PROBLEM: Copy each line in the data below that contains the word "global".

----- DATASET EXTRACT -----

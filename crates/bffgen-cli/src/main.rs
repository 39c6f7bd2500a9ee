//! # bffgen CLI
//!
//! Regenerates BFF route code from a service config without touching
//! hand-written code outside the generated regions.
//!
//! ## Startup sequence
//!
//! 1. Parse CLI arguments (clap handles `--help` / `--version` early-exit).
//! 2. Initialise the tracing subscriber (logging).
//! 3. Load tool settings (file + env + defaults).
//! 4. Build the [`OutputManager`].
//! 5. Dispatch to the appropriate command handler.
//! 6. Translate any [`CliError`] into a user-facing message and exit code.
//!
//! ## Exit codes
//!
//! | Code | Meaning                 |
//! |------|-------------------------|
//! |  0   | Success                 |
//! |  1   | Internal / system error |
//! |  2   | User / input error      |
//! |  3   | Resource not found      |
//! |  4   | Settings/ledger error   |
//! |  5   | `--check` found changes |

use std::process::ExitCode;

use clap::Parser;
use tracing::{debug, info, instrument};

use crate::{
    cli::{Cli, Commands, SettingsCommands},
    config::AppConfig,
    error::{CliError, CliResult},
    logging::init_logging,
    output::OutputManager,
};

mod cli;
mod commands;
mod config;
mod error;
mod logging;
mod output;

fn main() -> ExitCode {
    // .env may set RUST_LOG or BFFGEN__* settings, so it goes first.
    let _ = dotenvy::dotenv();

    // ── 1. Parse arguments ────────────────────────────────────────────────
    // clap handles --help / --version and exits automatically; errors here
    // are argument-parse failures (exit 2).
    let cli = match Cli::try_parse() {
        Ok(cli) => cli,
        Err(e) => {
            // Render clap's own error (already user-friendly) and exit 2.
            eprintln!("{}", e.render().ansi());
            return ExitCode::from(2);
        }
    };

    // ── 2. Initialise tracing ─────────────────────────────────────────────
    if let Err(e) = init_logging(&cli.global) {
        eprintln!("Failed to initialise logging: {e}");
        return ExitCode::from(1);
    }

    debug!(
        verbose = cli.global.verbose,
        quiet = cli.global.quiet,
        no_color = cli.global.no_color,
        "CLI started"
    );

    // ── 3. Load settings ──────────────────────────────────────────────────
    // `settings init` creates the file, so it cannot require it to exist.
    let settings_file = match &cli.command {
        Commands::Settings(SettingsCommands::Init { .. }) => None,
        _ => cli.global.settings.as_deref(),
    };
    let config = match AppConfig::load(settings_file) {
        Ok(cfg) => cfg,
        Err(e) => {
            tracing::error!("Failed to load settings: {e:#}");
            eprintln!("Error: {e:#}");
            return ExitCode::from(4);
        }
    };

    // ── 4. Build output manager ───────────────────────────────────────────
    let output = OutputManager::new(&cli.global, &config);

    // ── 5. Dispatch + 6. Error handling ──────────────────────────────────
    let verbose = cli.global.verbose > 0;
    match run(cli, config, output) {
        Ok(()) => {
            info!("bffgen completed successfully");
            ExitCode::SUCCESS
        }
        Err(e) => handle_error(e, verbose),
    }
}

/// Dispatch to the correct command handler.
#[instrument(skip_all)]
fn run(cli: Cli, config: AppConfig, output: OutputManager) -> CliResult<()> {
    match cli.command {
        Commands::Generate(args) => commands::generate::execute(args, cli.global, config, output),
        Commands::Watch(args) => commands::watch::execute(args, cli.global, config, output),
        Commands::State(cmd) => commands::state::execute(cmd, cli.global, output),
        Commands::Settings(cmd) => commands::settings::execute(cmd, cli.global, config, output),
        Commands::Completions(args) => commands::completions::execute(args),
    }
}

/// Translate a `CliError` into a user message and an appropriate exit code.
fn handle_error(err: CliError, verbose: bool) -> ExitCode {
    err.log();

    // stderr, so the message survives stdout redirection
    let msg = if std::io::IsTerminal::is_terminal(&std::io::stderr()) {
        err.format_colored(verbose)
    } else {
        err.format_plain(verbose)
    };
    eprint!("{msg}");

    ExitCode::from(err.exit_code())
}

// ── tests ─────────────────────────────────────────────────────────────────────
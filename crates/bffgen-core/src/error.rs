//! Unified error handling for bffgen core.
//!
//! [`BffgenError`] wraps domain and application errors so callers match on
//! one type, and classifies them by how a batch run should react.

use thiserror::Error;

use crate::application::ApplicationError;
use crate::domain::DomainError;

/// Root error type for bffgen core operations.
#[derive(Debug, Error, Clone)]
pub enum BffgenError {
    /// Config or marker rule violations.
    #[error(transparent)]
    Domain(#[from] DomainError),

    /// I/O and orchestration failures.
    #[error(transparent)]
    Application(#[from] ApplicationError),

    /// Unexpected internal errors (bugs).
    #[error("Internal error: {message}. This is a bug, please report it.")]
    Internal { message: String },
}

impl BffgenError {
    /// Get user-actionable suggestions for fixing this error.
    pub fn suggestions(&self) -> Vec<String> {
        match self {
            Self::Domain(e) => e.suggestions(),
            Self::Application(e) => e.suggestions(),
            Self::Internal { .. } => vec![
                "This appears to be a bug in bffgen".into(),
                "Please report this issue at: https://github.com/cosecruz/bffgen/issues".into(),
            ],
        }
    }

    /// Get error category for display/styling purposes.
    pub fn category(&self) -> ErrorCategory {
        match self {
            Self::Domain(e) => match e.category() {
                crate::domain::ErrorCategory::Validation => ErrorCategory::Validation,
                crate::domain::ErrorCategory::Conflict => ErrorCategory::Conflict,
            },
            Self::Application(e) => e.category(),
            Self::Internal { .. } => ErrorCategory::Internal,
        }
    }

    /// Errors that abort the attempt before any file is touched.
    pub fn is_fatal(&self) -> bool {
        matches!(
            self,
            Self::Domain(DomainError::ConfigParse { .. } | DomainError::DuplicateRoute { .. })
                | Self::Application(
                    ApplicationError::ConfigNotFound { .. } | ApplicationError::StateLoad { .. }
                )
                | Self::Internal { .. }
        )
    }

    /// Errors scoped to a single output file; the rest of a batch continues.
    pub fn is_per_file(&self) -> bool {
        matches!(
            self,
            Self::Domain(DomainError::MarkerCorruption { .. })
                | Self::Application(
                    ApplicationError::FileRead { .. }
                        | ApplicationError::FileWrite { .. }
                        | ApplicationError::Backup { .. }
                )
        )
    }

    /// Ledger persistence failed after files were written.
    pub fn is_state_persist(&self) -> bool {
        matches!(self, Self::Application(ApplicationError::StatePersist { .. }))
    }
}

/// Error categories for UI display.
#[derive(Debug, Clone, Copy, PartialEq, Eq)]
pub enum ErrorCategory {
    Validation,
    Conflict,
    NotFound,
    Configuration,
    Internal,
}

/// Convenient result type alias.
pub type BffgenResult<T> = Result<T, BffgenError>;
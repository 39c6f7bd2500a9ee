//! Tool settings.
//!
//! [`AppConfig`] is loaded once at startup and passed down by value. The
//! CLI layer owns it; the core crate never sees it. These are settings for
//! bffgen itself, not the BFF config file that describes services.
//!
//! # Resolution order (highest priority first)
//!
//! 1. CLI flags (handled at the call-site, not here)
//! 2. Environment variables, `BFFGEN__WATCH__DEBOUNCE_MS=500`
//! 3. Settings file (`--settings`, else `config.toml` in the platform config dir)
//! 4. Built-in defaults (always present)

use std::path::{Path, PathBuf};

use anyhow::Context;
use config::{Config, Environment, File, FileFormat};
use serde::{Deserialize, Serialize};

/// Tool settings.
#[derive(Debug, Clone, Default, PartialEq, Eq, Serialize, Deserialize)]
#[serde(default)]
pub struct AppConfig {
    pub watch: WatchConfig,
    pub generate: GenerateConfig,
    pub output: OutputConfig,
}

#[derive(Debug, Clone, PartialEq, Eq, Serialize, Deserialize)]
#[serde(default)]
pub struct WatchConfig {
    /// Quiet period before a burst of saves counts as one change.
    pub debounce_ms: u64,
    /// Print a unified diff of every changed file.
    pub show_diff: bool,
    /// Shell command to (re)start after each successful regeneration.
    pub restart_command: Option<String>,
}

impl Default for WatchConfig {
    fn default() -> Self {
        Self {
            debounce_ms: 300,
            show_diff: true,
            restart_command: None,
        }
    }
}

#[derive(Debug, Clone, PartialEq, Eq, Serialize, Deserialize)]
#[serde(default)]
pub struct GenerateConfig {
    /// Copy files into `.bffgen/backup` before overwriting them.
    pub backup: bool,
    /// Backups older than this are removed after a write run. 0 keeps all.
    pub backup_retention_hours: u64,
}

impl Default for GenerateConfig {
    fn default() -> Self {
        Self {
            backup: true,
            backup_retention_hours: 168,
        }
    }
}

#[derive(Debug, Clone, Default, PartialEq, Eq, Serialize, Deserialize)]
#[serde(default)]
pub struct OutputConfig {
    pub no_color: bool,
}

impl AppConfig {
    /// Load settings. An explicit `settings_file` must exist; the default
    /// location is optional.
    pub fn load(settings_file: Option<&Path>) -> anyhow::Result<Self> {
        let defaults =
            Config::try_from(&Self::default()).context("Failed to encode default settings")?;

        let (path, required) = match settings_file {
            Some(path) => (path.to_path_buf(), true),
            None => (Self::config_path(), false),
        };

        Config::builder()
            .add_source(defaults)
            .add_source(File::from(path.as_path()).format(FileFormat::Toml).required(required))
            .add_source(
                Environment::with_prefix("BFFGEN")
                    .prefix_separator("__")
                    .separator("__")
                    .try_parsing(true),
            )
            .build()
            .with_context(|| format!("Failed to read settings from {}", path.display()))?
            .try_deserialize()
            .context("Invalid settings")
    }

    /// Path to the default settings file.
    ///
    /// Uses `directories::ProjectDirs` for cross-platform correctness,
    /// falling back to `.bffgen.toml` in the current directory.
    pub fn config_path() -> PathBuf {
        directories::ProjectDirs::from("com", "bffgen", "bffgen")
            .map(|d| d.config_dir().join("config.toml"))
            .unwrap_or_else(|| PathBuf::from(".bffgen.toml"))
    }

    /// Look up one setting by dotted key.
    pub fn get(&self, key: &str) -> Option<String> {
        Some(match key {
            "watch.debounce_ms" => self.watch.debounce_ms.to_string(),
            "watch.show_diff" => self.watch.show_diff.to_string(),
            "watch.restart_command" => self.watch.restart_command.clone().unwrap_or_default(),
            "generate.backup" => self.generate.backup.to_string(),
            "generate.backup_retention_hours" => self.generate.backup_retention_hours.to_string(),
            "output.no_color" => self.output.no_color.to_string(),
            _ => return None,
        })
    }

    /// Every key [`AppConfig::get`] understands.
    pub const KEYS: &'static [&'static str] = &[
        "watch.debounce_ms",
        "watch.show_diff",
        "watch.restart_command",
        "generate.backup",
        "generate.backup_retention_hours",
        "output.no_color",
    ];
}

#[cfg(test)]
mod tests {
    use super::*;
    use tempfile::TempDir;

    #[test]
    fn defaults() {
        let cfg = AppConfig::default();
        assert_eq!(cfg.watch.debounce_ms, 300);
        assert!(cfg.watch.show_diff);
        assert!(cfg.generate.backup);
        assert!(!cfg.output.no_color);
    }

    #[test]
    fn file_overrides_defaults_and_keeps_the_rest() {
        let dir = TempDir::new().unwrap();
        let path = dir.path().join("settings.toml");
        std::fs::write(
            &path,
            "[watch]\ndebounce_ms = 50\nrestart_command = \"go run ./cmd/server\"\n",
        )
        .unwrap();

        let cfg = AppConfig::load(Some(&path)).unwrap();
        assert_eq!(cfg.watch.debounce_ms, 50);
        assert_eq!(cfg.watch.restart_command.as_deref(), Some("go run ./cmd/server"));
        assert!(cfg.watch.show_diff);
        assert_eq!(cfg.generate.backup_retention_hours, 168);
    }

    #[test]
    fn explicit_missing_file_is_an_error() {
        let dir = TempDir::new().unwrap();
        assert!(AppConfig::load(Some(&dir.path().join("absent.toml"))).is_err());
    }

    #[test]
    fn malformed_file_is_an_error() {
        let dir = TempDir::new().unwrap();
        let path = dir.path().join("settings.toml");
        std::fs::write(&path, "[watch]\ndebounce_ms = \"soon\"\n").unwrap();
        assert!(AppConfig::load(Some(&path)).is_err());
    }

    #[test]
    fn every_listed_key_resolves() {
        let cfg = AppConfig::default();
        for key in AppConfig::KEYS {
            assert!(cfg.get(key).is_some(), "{key}");
        }
        assert_eq!(cfg.get("nope"), None);
    }

    #[test]
    fn serialises_to_toml() {
        let text = toml::to_string_pretty(&AppConfig::default()).unwrap();
        assert!(text.contains("[watch]"));
        assert!(text.contains("debounce_ms = 300"));
    }

    #[test]
    fn config_path_is_not_empty() {
        assert!(!AppConfig::config_path().as_os_str().is_empty());
    }
}
//! Application ports (traits) for external dependencies.
//!
//! Ports define what the application needs from the outside world.
//! Adapters in `bffgen-adapters` implement these.
//!
//! ## Port Types
//!
//! - **Driven (Output) Ports**: Called by application, implemented by infrastructure
//!   - `Filesystem`: reads and atomic writes of generated files
//!   - `StateStore`: loading and persisting the generation ledger
//!   - `RouteRenderer`: turning a config model into file regions

pub mod output;

pub use output::{Filesystem, GenerationTarget, RouteRenderer, StateStore};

-----

FINISHED TASK:
    if let Err(e) = init_logging(&cli.global) {
        verbose = cli.global.verbose,
        quiet = cli.global.quiet,
        no_color = cli.global.no_color,
        _ => cli.global.settings.as_deref(),
    let output = OutputManager::new(&cli.global, &config);
    let verbose = cli.global.verbose > 0;
        Commands::Generate(args) => commands::generate::execute(args, cli.global, config, output),
        Commands::Watch(args) => commands::watch::execute(args, cli.global, config, output),
        Commands::State(cmd) => commands::state::execute(cmd, cli.global, output),
        Commands::Settings(cmd) => commands::settings::execute(cmd, cli.global, config, output),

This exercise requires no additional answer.